• The Good: A present, palpable, grand, but highly grounded and intimate novella
  • The Bad: More literary than scifi; more poetry than story
  • The Literary: Great literary addition to the Black Lives conversation

Ella is just a kid, but she struggles to control her powers in a world where no one understands her. When she nearly kills her mother with her telekinetic abilities, Ella leaves her home and her little brother Kev to learn about her powers in a place where she won’t hurt anyone. With his sister gone, Kev hangs out more on the streets and is eventually arrested for being a young black man. While he’s in prison, Ella visits Kev both in person and supernaturally.

Born during the Los Angeles riots of 1992, Kev is a personification of the violence and institutionalized racism that black people have faced for hundreds of years in America. As a child, he’s bright and hopeful, but as a teen, he learns to distrust the faces supposed to protect him, and his life quickly spirals out of control. Even in prison he can’t escape the cycle of violence. I love how this short book is at once personal and tactile, but manages to capture generations of systemic pain. It’s as if Kev’s life has been laid out before him, his choices so limited at birth that he’s fulfilling his only possible destiny.

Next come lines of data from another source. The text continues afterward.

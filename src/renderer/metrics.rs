//! Font metrics and line splitting for fixed-page layout
//!
//! Widths are the standard Helvetica AFM advance widths in 1/1000 em.
//! The oblique face shares the regular widths.

/// Millimetres per PDF point
pub const PT_TO_MM: f64 = 25.4 / 72.0;

/// Typeface variant of the Helvetica family
#[derive(Debug, Clone, Copy, PartialEq, Eq)]
pub enum FontStyle {
    Regular,
    Bold,
    Italic,
}

#[rustfmt::skip]
const REGULAR_WIDTHS: [u16; 95] = [
    278, 278, 355, 556, 556, 889, 667, 191, 333, 333, 389, 584, 278, 333, 278, 278,
    556, 556, 556, 556, 556, 556, 556, 556, 556, 556, 278, 278, 584, 584, 584, 556,
    1015, 667, 667, 722, 722, 667, 611, 778, 722, 278, 500, 667, 556, 833, 722, 778,
    667, 778, 722, 667, 611, 722, 667, 944, 667, 667, 611, 278, 278, 278, 469, 556,
    333, 556, 556, 500, 556, 556, 278, 556, 556, 222, 222, 500, 222, 833, 556, 556,
    556, 556, 333, 500, 278, 556, 500, 722, 500, 500, 500, 334, 260, 334, 584,
];

#[rustfmt::skip]
const BOLD_WIDTHS: [u16; 95] = [
    278, 333, 474, 556, 556, 889, 722, 238, 333, 333, 389, 584, 278, 333, 278, 278,
    556, 556, 556, 556, 556, 556, 556, 556, 556, 556, 333, 333, 584, 584, 584, 611,
    975, 722, 722, 722, 722, 667, 611, 778, 722, 278, 556, 722, 611, 833, 722, 778,
    667, 778, 722, 667, 611, 722, 667, 944, 667, 667, 611, 333, 278, 333, 584, 556,
    333, 556, 611, 556, 611, 556, 333, 611, 611, 278, 278, 556, 278, 889, 611, 611,
    611, 611, 389, 556, 333, 611, 556, 778, 556, 556, 500, 389, 280, 389, 584,
];

/// Advance width of a character in 1/1000 em
pub fn char_width(ch: char, style: FontStyle) -> u16 {
    let table = match style {
        FontStyle::Bold => &BOLD_WIDTHS,
        FontStyle::Regular | FontStyle::Italic => &REGULAR_WIDTHS,
    };

    match ch {
        ' '..='~' => table[ch as usize - 32],
        '•' => 350,
        '–' => 556,
        '—' | '…' => 1000,
        '‘' | '’' => 222,
        '“' | '”' => 333,
        _ => 556,
    }
}

/// Width of `text` in millimetres at `size` points
pub fn text_width(text: &str, style: FontStyle, size: f64) -> f64 {
    let units: u32 = text.chars().map(|c| u32::from(char_width(c, style))).sum();
    f64::from(units) / 1000.0 * size * PT_TO_MM
}

/// Split text into lines no wider than `max_width`.
///
/// Explicit newlines always break; blank source lines become empty lines.
/// A single word wider than `max_width` is broken between characters.
pub fn split_to_width<F>(text: &str, max_width: f64, measure: F) -> Vec<String>
where
    F: Fn(&str) -> f64,
{
    let mut lines = Vec::new();

    for paragraph in text.split('\n') {
        let mut current = String::new();

        for word in paragraph.split_whitespace() {
            if current.is_empty() {
                current = place_word(word, max_width, &measure, &mut lines);
                continue;
            }

            let candidate = format!("{} {}", current, word);
            if measure(&candidate) <= max_width {
                current = candidate;
            } else {
                lines.push(std::mem::take(&mut current));
                current = place_word(word, max_width, &measure, &mut lines);
            }
        }

        lines.push(current);
    }

    lines
}

/// Start a line with `word`, pushing full-width fragments of an oversized
/// word and returning the remainder.
fn place_word<F>(word: &str, max_width: f64, measure: &F, lines: &mut Vec<String>) -> String
where
    F: Fn(&str) -> f64,
{
    if measure(word) <= max_width {
        return word.to_string();
    }

    let mut fragment = String::new();
    for ch in word.chars() {
        fragment.push(ch);
        if fragment.chars().count() > 1 && measure(&fragment) > max_width {
            fragment.pop();
            lines.push(std::mem::take(&mut fragment));
            fragment.push(ch);
        }
    }
    fragment
}
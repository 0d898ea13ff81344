//! Terminal display module
//!
//! Previews flow documents in the terminal, with automatic TTY detection.

mod formatter;
mod preview;
mod terminal;

pub use formatter::print_markdown;
pub use preview::to_markdown;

Though this is technically a scifi, Ella’s powers are never defined or fully investigated, but instead serve as supernatural representation of education, leaving home, touching the past, breaking the generational cycle, and eventually burning it all down to rise again from the ashes. Although the character arcs are limited, there is a switch. When they were children, Ella was cautious while Kev was bold. But as Ella’s knowledge and power grow, Kev begins to prefer a small quiet life without controversy. This dystopia highlights not what may come to be, but what has already come to pass.

Recommended as a quick impactful literary read (with a touch of scifi) about the black experience in America.